From: Keith Busch <kbusch@kernel.org>
To: Ming Lei <ming.lei@redhat.com>
Cc: Jens Axboe <axboe@kernel.dk>,
"linux-block@vger.kernel.org" <linux-block@vger.kernel.org>,
Hannes Reinecke <hare@suse.com>,
"Busch, Keith" <keith.busch@intel.com>,
"linux-nvme@lists.infradead.org" <linux-nvme@lists.infradead.org>,
Sagi Grimberg <sagi@grimberg.me>,
Dongli Zhang <dongli.zhang@oracle.com>,
James Smart <james.smart@broadcom.com>,
Bart Van Assche <bart.vanassche@wdc.com>,
"linux-scsi@vger.kernel.org" <linux-scsi@vger.kernel.org>,
"Martin K . Petersen" <martin.petersen@oracle.com>,
Christoph Hellwig <hch@lst.de>,
"James E . J . Bottomley" <jejb@linux.vnet.ibm.com>,
jianchao wang <jianchao.w.wang@oracle.com>
Subject: Re: [PATCH V6 9/9] nvme: hold request queue's refcount in ns's whole lifetime
Date: Wed, 17 Apr 2019 09:55:12 -0600 [thread overview]
Message-ID: <20190417155511.GA6005@localhost.localdomain> (raw)
In-Reply-To: <20190417034410.31957-10-ming.lei@redhat.com>
On Tue, Apr 16, 2019 at 08:44:10PM -0700, Ming Lei wrote:
> Hennes reported the following kernel oops:
>
> There is a race condition between namespace rescanning and
> controller reset; during controller reset all namespaces are
> quiesed vie nams_stop_ctrl(), and after reset all namespaces
> are unquiesced again.
> When namespace scanning was active by the time controller reset
> was triggered the rescan code will call nvme_ns_remove(), which
> then will cause a kernel crash in nvme_start_ctrl() as it'll trip
> over uninitialized namespaces.
>
> Patch "blk-mq: free hw queue's resource in hctx's release handler"

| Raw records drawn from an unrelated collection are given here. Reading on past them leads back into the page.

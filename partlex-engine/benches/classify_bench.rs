use criterion::{black_box, criterion_group, criterion_main, BenchmarkId, Criterion, Throughput};

use partlex_engine::Classifier;

const LINES: &[&str] = &[
    "פ.אויר מזדה 3 מ13",
    "דסקיות קדמי ימין אוקטביה מ05",
    "בולם אחורי קורולה מ08 עד 13",
    "אטם ראש CBZ 1.2 פולו",
    "רצועה 6PK 1230 קורולה",
    "ציריה 4x4 היילקס ויגו מ08",
    "ת.מנוע שמאל ספורטאג מ16",
    "מ.מים יונדאי I30 1.6",
];

fn bench_classify(c: &mut Criterion) {
    let classifier = Classifier::with_defaults().unwrap();

    let mut group = c.benchmark_group("classify");
    for line in LINES.iter().take(3) {
        group.bench_with_input(BenchmarkId::from_parameter(line), line, |b, line| {
            b.iter(|| classifier.classify(black_box(line)));
        });
    }
    group.finish();
}

fn bench_classify_batch(c: &mut Criterion) {
    let classifier = Classifier::with_defaults().unwrap();
    let batch: Vec<String> = LINES
        .iter()
        .cycle()
        .take(1000)
        .map(|s| s.to_string())
        .collect();

    let mut group = c.benchmark_group("classify_batch");
    group.throughput(Throughput::Elements(batch.len() as u64));
    group.bench_function("1000_lines", |b| {
        b.iter(|| classifier.classify_batch(black_box(&batch)));
    });
    group.finish();
}

fn bench_construction(c: &mut Criterion) {
    c.bench_function("classifier_construction", |b| {
        b.iter(|| Classifier::with_defaults().unwrap());
    });
}

criterion_group!(
    benches,
    bench_classify,
    bench_classify_batch,
    bench_construction
);
criterion_main!(benches);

> should make this issue quite difficult to trigger. However it can't
> kill the issue completely becasue pre-condition of that patch is to
> hold request queue's refcount before calling block layer API, and
> there is still a small window between blk_cleanup_queue() and removing
> the ns from the controller namspace list in nvme_ns_remove().
>
> Hold request queue's refcount until the ns is freed, then the above race
> can be avoided completely. Given the 'namespaces_rwsem' is always held
> to retrieve ns for starting/stopping request queue, this lock can prevent
> namespaces from being freed.
This looks good to me.
Reviewed-by: Keith Busch <keith.busch@intel.com>
WARNING: multiple messages have this Message-ID (diff)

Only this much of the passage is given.